◆ Work instruction
When a line in the listing below contains the word "Execute", return a copy of that line.

◆ Dataset extract
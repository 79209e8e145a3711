//! Read-only queries: current versions, timelines, assignment edges.

use crate::error::{Error, Result};
use crate::model::{ProjectVersion, VALID_TO_INFINITY_MICROS, to_micros};
use crate::storage::SqliteStorage;
use colored::Colorize;
use std::path::PathBuf;

/// Execute the current command.
///
/// # Errors
///
/// Returns [`Error::EmployeeNotFound`] if the phone has no employee row.
pub fn current(phone: &str, db_path: Option<&PathBuf>, json: bool) -> Result<()> {
    let storage = super::open_storage(db_path)?;
    require_employee(&storage, phone)?;
    let versions = storage.current_versions(phone)?;
    print_versions(phone, &versions, json)
}

/// Execute the history command.
///
/// # Errors
///
/// Returns [`Error::EmployeeNotFound`] if the phone has no employee row.
pub fn history(phone: &str, db_path: Option<&PathBuf>, json: bool) -> Result<()> {
    let storage = super::open_storage(db_path)?;
    require_employee(&storage, phone)?;
    let versions = storage.project_history(phone)?;
    print_versions(phone, &versions, json)
}

/// Execute the edges command.
///
/// # Errors
///
/// Returns an error if the database is missing or the query fails.
pub fn edges(db_path: Option<&PathBuf>, json: bool) -> Result<()> {
    let storage = super::open_storage(db_path)?;
    let edges = storage.assignment_edges()?;

    if json {
        return super::print_json(&edges);
    }

    if edges.is_empty() {
        println!("No assignments.");
        return Ok(());
    }

    for edge in &edges {
        let marker = if edge.is_current { "*".green() } else { " ".normal() };
        println!(
            "{marker} {} → {} [{}]",
            edge.employee_name,
            edge.project_name,
            super::status_label(&edge.status)
        );
    }
    Ok(())
}

fn require_employee(storage: &SqliteStorage, phone: &str) -> Result<()> {
    storage
        .get_employee(phone)?
        .map(|_| ())
        .ok_or_else(|| Error::EmployeeNotFound {
            phone: phone.to_string(),
        })
}

fn print_versions(phone: &str, versions: &[ProjectVersion], json: bool) -> Result<()> {
    if json {
        return super::print_json(&versions);
    }

    if versions.is_empty() {
        println!("No project versions for {phone}.");
        return Ok(());
    }

    for v in versions {
        let until = if to_micros(v.valid_to) == VALID_TO_INFINITY_MICROS {
            "now".to_string()
        } else {
            v.valid_to.to_rfc3339()
        };
        println!(
            "{} {} budget={} [{}]  {} .. {}",
            format!("#{}", v.project_id).dimmed(),
            v.name,
            v.budget,
            super::status_label(&v.status),
            v.valid_from.to_rfc3339(),
            until
        );
    }
    Ok(())
}
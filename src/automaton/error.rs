use thiserror::Error;

use super::{AutomatonKind, StateId};
use crate::alphabet::Symbol;

/// Abstracts the errors that operations on automata can report. Rejecting an input is not an
/// error, it is the ordinary outcome of a [`crate::Run`].
#[derive(Debug, Clone, Eq, PartialEq, Error)]
pub enum AutomatonError {
    /// The parts of an automaton do not fit together.
    #[error("malformed automaton: {0}")]
    MalformedAutomaton(#[from] MalformedAutomaton),
    /// A transition that is taken during a simulation leads to a state that was never declared.
    #[error("transition from `{origin}` on `{symbol}` leads to undeclared state `{target}`")]
    InconsistentTransition {
        /// The state the transition starts in.
        origin: StateId,
        /// The symbol that was read.
        symbol: Symbol,
        /// The undeclared target.
        target: StateId,
    },
    /// The operation does not exist for this kind of automaton.
    #[error("cannot {operation} an automaton of kind {kind}")]
    UnsupportedAutomatonKind {
        /// The kind the operation was attempted on.
        kind: AutomatonKind,
        /// Name of the operation.
        operation: &'static str,
    },
}

/// Names the structural requirement that a malformed automaton violates.
#[derive(Debug, Clone, Eq, PartialEq, Error)]
#[allow(missing_docs)]
pub enum MalformedAutomaton {
    #[error("initial state `{0}` is not a declared state")]
    UnknownInitialState(StateId),
    #[error("final state `{0}` is not a declared state")]
    UnknownFinalState(StateId),
    #[error("transition source `{0}` is not a declared state")]
    UnknownTransitionSource(StateId),
    #[error("transition from `{origin}` on `{symbol}` targets undeclared state `{target}`")]
    UnknownTransitionTarget {
        origin: StateId,
        symbol: Symbol,
        target: StateId,
    },
    #[error("transition from `{origin}` uses symbol `{symbol}`, which is not in the alphabet")]
    UnknownSymbol { origin: StateId, symbol: Symbol },
    #[error("alphabet contains the empty symbol")]
    EmptySymbol,
    #[error("alphabet contains the reserved epsilon symbol")]
    EpsilonInAlphabet,
    #[error("{kind} cannot have epsilon transitions, but `{origin}` has one")]
    EpsilonTransition { kind: AutomatonKind, origin: StateId },
    #[error("symbol `{0}` of a DFA consists of more than one character")]
    MultiCharacterSymbol(Symbol),
    #[error("DFA has more than one target from `{origin}` on `{symbol}`")]
    NonDeterministicTransition { origin: StateId, symbol: Symbol },
}

#[cfg(test)]
mod tests {
    use super::*;

    #[test]
    fn messages_name_the_offending_parts() {
        let err = AutomatonError::from(MalformedAutomaton::UnknownInitialState("q9".into()));
        assert_eq!(
            err.to_string(),
            "malformed automaton: initial state `q9` is not a declared state"
        );
        let err = AutomatonError::UnsupportedAutomatonKind {
            kind: AutomatonKind::Nfa,
            operation: "minimize",
        };
        assert_eq!(err.to_string(), "cannot minimize an automaton of kind NFA");
    }
}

◆ Solution
/// Execute the current command.
/// Execute the history command.
/// Execute the edges command.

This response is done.